1 - Students in the Clinical and Toxicological Analysis Specialization program at the Faculdade Assis Gurgacz

2 - Biochemical and Pharmacological Director of the Alvaro Laboratory – Cascavel/PR

3 - Biochemical Pharmacist at the Alvaro Laboratory in Cascavel/PR, professor and advisor for this final course project

Resumo

Avaliação de método para detecção de anticorpos Anti-HIV em papel filtro

O presente trabalho foi realizado a fim de confirmar a reprodutibilidade do teste para HIV utilizando-se de amostras coletadas de recém-nascidos em papel filtro. Para o teste, utilizou-se de sangue total sem anticoagulantes, sendo duas das amostras conhecidamente reagentes (A1 e A4) e duas conhecidamente não reagentes (A2 e A3) para o HIV. A avaliação foi realizada no setor Neonatal do Laboratório Alvaro – Cascavel/PR, através do método de Elisa. No teste intraensaio, A1 e A2 foram dosadas 20 vezes consecutivas em uma única rotina. No teste interensaio, A3 e A4 foram dosadas cinco vezes consecutivas, em quatro rotinas diferentes e também consecutivas. Os resultados foram avaliados através de sistemas não numéricos (reagentes e não reagentes). Na análise intraensaio, ambas as amostras tiveram resultados coerentes, sendo A1 reagente e A2 não reagente, tendo reprodutibilidade satisfatória com o coeficiente de variação das amostras e do controle igual a zero. No teste interensaio, as amostras A 3 (não reagente) e A4 (reagente) apresentaram todas as leituras corretas, tendo também reprodutibilidade confirmada. Os resultados demonstram que as amostras se mantiveram estáveis, garantindo a detecção de anticorpos anti-HIV em amostras coletadas em papel filtro.

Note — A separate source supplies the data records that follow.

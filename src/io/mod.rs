pub mod input;
pub mod output;

pub use input::{load_network, read_transcript_csv};
pub use output::write_json;
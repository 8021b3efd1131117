use std::path::Path;

use serde::Serialize;

use crate::error::CastnetError;

/// Write a value as pretty-printed JSON, creating the parent directory when
/// it does not exist yet.
///
/// serde_json leaves non-ASCII characters unescaped, which the interchange
/// format requires.
pub fn write_json<T: Serialize>(value: &T, path: &Path) -> Result<(), CastnetError> {
    if let Some(parent) = path.parent() {
        if !parent.as_os_str().is_empty() {
            std::fs::create_dir_all(parent).map_err(|source| CastnetError::FileAccess {
                path: parent.to_path_buf(),
                source,
            })?;
        }
    }

    let file = std::fs::File::create(path).map_err(|source| CastnetError::FileAccess {
        path: path.to_path_buf(),
        source,
    })?;
    serde_json::to_writer_pretty(file, value)?;
    Ok(())
}
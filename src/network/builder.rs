use std::collections::{HashMap, HashSet};

use tracing::debug;

use crate::models::{InteractionNetwork, TranscriptRow};

use super::normalize::{StopList, normalize_speaker};

/// Settings for the network build.
#[derive(Debug, Clone)]
pub struct BuilderConfig {
    /// Keep only this many of the most frequently speaking characters
    pub top_n: usize,
    /// Name fragments that disqualify a speaker credit
    pub stop_list: StopList,
}

impl Default for BuilderConfig {
    fn default() -> Self {
        Self {
            top_n: 101,
            stop_list: StopList::default(),
        }
    }
}

/// Select the `top_n` most frequently speaking normalized identities.
///
/// Every row with a normalizable speaker counts as one occurrence, regardless
/// of adjacency. Ties are broken by first appearance in the transcript (the
/// counter's insertion order), which is stable but not a contract.
pub fn top_speakers(rows: &[TranscriptRow], config: &BuilderConfig) -> HashSet<String> {
    let mut counts: HashMap<String, u64> = HashMap::new();
    let mut order: Vec<String> = Vec::new();

    for row in rows {
        if let Some(name) = normalize_speaker(&row.pony, &config.stop_list) {
            let count = counts.entry(name.clone()).or_insert(0);
            if *count == 0 {
                order.push(name);
            }
            *count += 1;
        }
    }

    // Stable sort keeps first-encountered order among equal counts.
    order.sort_by_key(|name| std::cmp::Reverse(counts[name]));
    order
        .into_iter()
        .take(config.top_n)
        // Re-validate: a selected name must itself survive normalization.
        .filter(|name| normalize_speaker(name, &config.stop_list).is_some())
        .collect()
}

/// Build the weighted interaction network from ordered transcript rows.
///
/// Runs the frequency pass to pick the top speakers, then the adjacency pass
/// counting consecutive-speaker transitions within each episode.
pub fn build_network(rows: &[TranscriptRow], config: &BuilderConfig) -> InteractionNetwork {
    let top = top_speakers(rows, config);
    debug!("Selected {} top speakers", top.len());
    build_with_top_speakers(rows, &top, &config.stop_list)
}

/// Adjacency pass over rows, restricted to a known top-speaker set.
///
/// Filtered rows (normalization failure or below the frequency cut) are
/// transparent: they create no edge and leave the current speaker untouched,
/// so the chain continues across them.
pub fn build_with_top_speakers(
    rows: &[TranscriptRow],
    top: &HashSet<String>,
    stop_list: &StopList,
) -> InteractionNetwork {
    let mut network = InteractionNetwork::new();
    let mut current_episode: Option<&str> = None;
    let mut current_speaker: Option<String> = None;

    for row in rows {
        if current_episode != Some(row.title.as_str()) {
            current_episode = Some(row.title.as_str());
            current_speaker = None;
        }

        let Some(speaker) = normalize_speaker(&row.pony, stop_list) else {
            continue;
        };
        if !top.contains(&speaker) {
            continue;
        }

        if let Some(previous) = current_speaker.as_deref() {
            if previous != speaker.as_str() {
                network.record_interaction(previous, &speaker);
            }
        }
        current_speaker = Some(speaker);
    }

    network
}
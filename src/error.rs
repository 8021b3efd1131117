use std::path::PathBuf;

use thiserror::Error;

/// Errors surfaced by the castnet pipeline.
#[derive(Debug, Error)]
pub enum CastnetError {
    /// A transcript row is missing a required field or cannot be decoded.
    ///
    /// Malformed rows are fatal rather than skipped: silently dropping a row
    /// would shift which speakers are adjacent and corrupt the network.
    #[error("malformed transcript row at line {line}: {message}")]
    MalformedRow { line: usize, message: String },

    /// An input file cannot be read or an output path cannot be written.
    #[error("cannot access {path:?}: {source}")]
    FileAccess {
        path: PathBuf,
        source: std::io::Error,
    },

    /// A network or report file does not contain the expected JSON shape.
    #[error("invalid JSON: {0}")]
    Json(#[from] serde_json::Error),
}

Palavras-chave: HIV, papel filtro, estabilidade, Elisa

Abstract

Evaluation of method for detection of anti-HIV antibodies on filter paper

The present work was performed in order to confirm the reproducibility of an HIV test using samples collected from newborns on filter paper. Samples of total blood were used for the test without anticoagulants, two of them being reactive (A1 and A4) and two nonreactive samples (A2 and A3) for HIV. The evaluation was performed in the Neonatal section of the Laboratory Alvaro - Cascavel/PR, using the ELISA method. In the intra-assay test, A1 and A2 were measured 20 times in a single routine. In the inter-assay test, A3 and A4 were measured 5 times, in 4 different and also consecutive routines. The results were evaluated through non numerical systems (reactive and nonreactive). In the intra-assay analysis, both samples had consistent results, being reactive A1 and nonreactive A2, having satisfactory reproducibility with the variation coefficient of the samples and control equal to zero. In the inter-assay test, the samples A3 (nonreactive) and A4 (reactive) presented all the correct readings and also confirmed reproducibility. The results showed that the samples remained stable, guaranteeing the detection of anti-HIV antibodies in samples collected on filter paper.

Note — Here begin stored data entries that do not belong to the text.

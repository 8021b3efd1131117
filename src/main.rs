use std::path::PathBuf;

use anyhow::{Context, Result};
use clap::{Parser, Subcommand};
use tracing::{Level, info};
use tracing_subscriber::FmtSubscriber;

use castnet::{BuilderConfig, analyze, build_network, load_network, read_transcript_csv, write_json};

#[derive(Parser)]
#[command(name = "castnet")]
#[command(author, version, about = "Character interaction network analysis for dialogue transcripts", long_about = None)]
struct Cli {
    #[command(subcommand)]
    command: Commands,
}

#[derive(Subcommand)]
enum Commands {
    /// Build a weighted interaction network from a transcript CSV
    Build {
        /// Input transcript file (CSV with `title` and `pony` columns)
        #[arg(short, long)]
        input: PathBuf,

        /// Output file for the interaction network (JSON)
        #[arg(short, long)]
        output: PathBuf,

        /// Number of most frequent speakers to keep
        #[arg(long, default_value = "101")]
        top_n: usize,

        /// Verbose output
        #[arg(short, long)]
        verbose: bool,
    },

    /// Compute centrality rankings over an interaction network
    Stats {
        /// Input interaction network file (JSON)
        #[arg(short, long)]
        input: PathBuf,

        /// Output file for the centrality report (JSON)
        #[arg(short, long)]
        output: PathBuf,

        /// Verbose output
        #[arg(short, long)]
        verbose: bool,
    },
}

fn main() -> Result<()> {
    let cli = Cli::parse();

    match cli.command {
        Commands::Build {
            input,
            output,
            top_n,
            verbose,
        } => {
            setup_logging(verbose);
            build_command(input, output, top_n)
        }
        Commands::Stats {
            input,
            output,
            verbose,
        } => {
            setup_logging(verbose);
            stats_command(input, output)
        }
    }
}

fn setup_logging(verbose: bool) {
    let level = if verbose { Level::DEBUG } else { Level::INFO };
    let subscriber = FmtSubscriber::builder().with_max_level(level).finish();
    tracing::subscriber::set_global_default(subscriber).ok();
}

fn build_command(input: PathBuf, output: PathBuf, top_n: usize) -> Result<()> {
    info!("Loading transcript from {:?}", input);
    let rows = read_transcript_csv(&input).context("Failed to read input transcript")?;
    info!("Loaded {} rows", rows.len());

    let config = BuilderConfig {
        top_n,
        ..Default::default()
    };
    let network = build_network(&rows, &config);
    info!(
        "Built network: {} speakers, {} edges",
        network.speaker_count(),
        network.edge_count()
    );

    write_json(&network, &output).context("Failed to write interaction network")?;
    info!("Network written to {:?}", output);

    Ok(())
}

fn stats_command(input: PathBuf, output: PathBuf) -> Result<()> {
    info!("Loading interaction network from {:?}", input);
    let network = load_network(&input).context("Failed to load interaction network")?;
    info!("Loaded network with {} speakers", network.speaker_count());

    let report = analyze(&network);
    info!("Top degree: {:?}", report.degree);
    info!("Top weighted degree: {:?}", report.weighted_degree);
    info!("Top closeness: {:?}", report.closeness);
    info!("Top betweenness: {:?}", report.betweenness);

    write_json(&report, &output).context("Failed to write centrality report")?;
    info!("Report written to {:?}", output);

    Ok(())
}
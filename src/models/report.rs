use serde::{Deserialize, Serialize};

/// Top-ranked speakers per centrality measure.
///
/// Serializes with exactly these four keys, in declaration order. Each list
/// holds at most three names, fewer when the graph has fewer nodes.
#[derive(Debug, Clone, Default, PartialEq, Eq, Serialize, Deserialize)]
pub struct CentralityReport {
    pub degree: Vec<String>,
    pub weighted_degree: Vec<String>,
    pub closeness: Vec<String>,
    pub betweenness: Vec<String>,
}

Keywords: HIV, filter paper, stability, Elisa

Introduction

Qualification of an analytic method, its implementation and adaptation involves an evaluation process that assesses its efficiency in laboratory routine (1). Validation is essential to determine whether the methods developed are completely adequate for the objectives they are designed for, in order to obtain reliable results that may be satisfactorily interpreted.

In this way it is possible to determine the limitations and reliability of the measurements made in the analyses (2).

For the results to be reliable it is necessary for the analytical variations to be kept within the limits pre-established by criteria based on the purpose of the analysis, analytic systems and statistical studies (1, 3).Validation of a method assures the specificity, accuracy and precision of an analytic test and estimates the stability of the analyte during storage and handling of the sample (4).

Statistics

The criteria to be adopted for validation of a particular method depend on its nature and purpose. Acquired immunodeficiency syndrome (AIDS) takes, on average, eight years to appear (5). According to Unaids/WHO (16), the number of people estimated to be infected by the human immunodeficiency virus worldwide is 33.2 million, with one-third of them living in Brazil where 470 thousand cases of the disease had already been identified between 1980, when the first case of AIDS was recorded, and June 2007.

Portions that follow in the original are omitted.